**Exercise prompt**.
Start at the line with "pub fn new()" in the records below, stop at the line with "if unknown >", and return every line in that span exactly, the two end lines included.

**Records shown**.
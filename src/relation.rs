use std::fmt;
use std::io;
use std::str::FromStr;

use crate::{
    DuplicateSales, LedgerRow, Override, OverridePolicy, OverrideSet, RelationError, SalesLog, StockRecord,
    StockSnapshot,
};

/// The order in which SKU groups are emitted
#[derive(Clone, Copy, Debug, Default, PartialEq, Eq)]
pub enum SkuOrder {
    /// The order of the stock snapshot
    #[default]
    Snapshot,
    /// Sorted by SKU text
    Lexical,
}

impl FromStr for SkuOrder {
    type Err = String;

    fn from_str(s: &str) -> Result<Self, Self::Err> {
        match s {
            "snapshot" => Ok(Self::Snapshot),
            "lexical" => Ok(Self::Lexical),
            other => Err(format!("unknown SKU order '{other}', expected 'snapshot' or 'lexical'")),
        }
    }
}

impl fmt::Display for SkuOrder {
    fn fmt(&self, f: &mut fmt::Formatter<'_>) -> fmt::Result {
        f.write_str(match self {
            Self::Snapshot => "snapshot",
            Self::Lexical => "lexical",
        })
    }
}

/// Policies of a relation build
#[derive(Clone, Copy, Debug, Default, PartialEq, Eq)]
pub struct BuildOptions {
    pub duplicate_sales: DuplicateSales,
    pub duplicate_overrides: OverridePolicy,
    pub sku_order: SkuOrder,
}

/// Reconstructs the daily stock ledger from a stock snapshot and a sales log
///
/// The ledger covers every SKU of the snapshot on every date of the sales log.
/// Within a SKU, the first date starts with the snapshot stock and every
/// following date starts with the closing stock of the day before:
///
/// `stock[t] = max(stock[t-1] - units_sold[t-1] + replenishment[t-1], 0)`
///
/// Overrides replace the sales and replenishment of single cells before the
/// stock is carried on and before revenue is derived.
#[derive(Debug, Default)]
pub struct RelationBuilder {
    options: BuildOptions,
}

impl RelationBuilder {
    /// Creates a builder with the default policies
    pub fn new() -> Self {
        Self::default()
    }

    pub fn with_options(options: BuildOptions) -> Self {
        Self { options }
    }

    pub fn options(&self) -> BuildOptions {
        self.options
    }

    /// Reads, validates and relates a stock table and a sales table in CSV format
    ///
    /// Both tables are validated before a single row is related.
    pub fn build_from_readers<S, V>(
        &self,
        stock: S,
        sales: V,
        overrides: &[Override],
    ) -> Result<Vec<LedgerRow>, RelationError>
        where S: io::Read,
              V: io::Read,
    {
        let stock = StockSnapshot::from_reader(stock)?;
        let sales = SalesLog::from_reader(sales)?;

        Ok(self.build(&stock, &sales, overrides))
    }

    /// Relates an already validated snapshot and sales log
    pub fn build(&self, stock: &StockSnapshot, sales: &SalesLog, overrides: &[Override]) -> Vec<LedgerRow> {
        let dates = sales.dates();
        let date_keys = dates
            .iter()
            .map(|date| date.format("%Y-%m-%d").to_string())
            .collect::<Vec<_>>();
        let units = sales.units_by_cell(self.options.duplicate_sales);
        let overrides = OverrideSet::new(overrides, self.options.duplicate_overrides);

        let mut records = stock.records().iter().collect::<Vec<&StockRecord>>();
        if self.options.sku_order == SkuOrder::Lexical {
            records.sort_by(|a, b| a.sku.cmp(&b.sku));
        }

        let unknown = units.keys().filter(|sku| stock.get(sku).is_none()).count();
        if unknown > 0 {
            log::debug!("{unknown} SKUs of the sales log are not part of the stock snapshot");
        }
        log::debug!("relating {} SKUs over {} dates", records.len(), dates.len());

        let mut rows = Vec::with_capacity(records.len() * dates.len());
        let mut applied = 0;
        for record in records {
            let sold = units.get(&record.sku);
            let mut on_hand = record.initial_stock;

            for (&date, key) in dates.iter().zip(&date_keys) {
                let mut units_sold = sold.and_then(|sold| sold.get(&date)).copied().unwrap_or(0);
                let mut replenishment = 0;

                if let Some(adjustment) = overrides.get(key, &record.sku) {
                    applied += 1;
                    units_sold = adjustment.units_sold.unwrap_or(units_sold);
                    replenishment = adjustment.replenishment.unwrap_or(replenishment);
                }

                let row = LedgerRow::new(date, record.sku.clone(), on_hand, units_sold, replenishment, record.unit_price);
                on_hand = row.closing_stock();
                rows.push(row);
            }
        }

        if applied < overrides.len() {
            log::debug!("{} overrides matched no ledger row", overrides.len() - applied);
        }
        log::info!("related {} ledger rows", rows.len());

        rows
    }
}

/// Relates a stock table and a sales table in CSV format with the default policies
pub fn build_relation<S, V>(stock: S, sales: V, overrides: &[Override]) -> Result<Vec<LedgerRow>, RelationError>
    where S: io::Read,
          V: io::Read,
{
    RelationBuilder::new().build_from_readers(stock, sales, overrides)
}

**Answer section**.
    pub fn new() -> Self {
        Self::default()
    }

    pub fn with_options(options: BuildOptions) -> Self {
        Self { options }
    }

    pub fn options(&self) -> BuildOptions {
        self.options
    }

    /// Reads, validates and relates a stock table and a sales table in CSV format
    ///
    /// Both tables are validated before a single row is related.
    pub fn build_from_readers<S, V>(
        &self,
        stock: S,
        sales: V,
        overrides: &[Override],
    ) -> Result<Vec<LedgerRow>, RelationError>
        where S: io::Read,
              V: io::Read,
    {
        let stock = StockSnapshot::from_reader(stock)?;
        let sales = SalesLog::from_reader(sales)?;

        Ok(self.build(&stock, &sales, overrides))
    }

    /// Relates an already validated snapshot and sales log
    pub fn build(&self, stock: &StockSnapshot, sales: &SalesLog, overrides: &[Override]) -> Vec<LedgerRow> {
        let dates = sales.dates();
        let date_keys = dates
            .iter()
            .map(|date| date.format("%Y-%m-%d").to_string())
            .collect::<Vec<_>>();
        let units = sales.units_by_cell(self.options.duplicate_sales);
        let overrides = OverrideSet::new(overrides, self.options.duplicate_overrides);

        let mut records = stock.records().iter().collect::<Vec<&StockRecord>>();
        if self.options.sku_order == SkuOrder::Lexical {
            records.sort_by(|a, b| a.sku.cmp(&b.sku));
        }

        let unknown = units.keys().filter(|sku| stock.get(sku).is_none()).count();
        if unknown > 0 {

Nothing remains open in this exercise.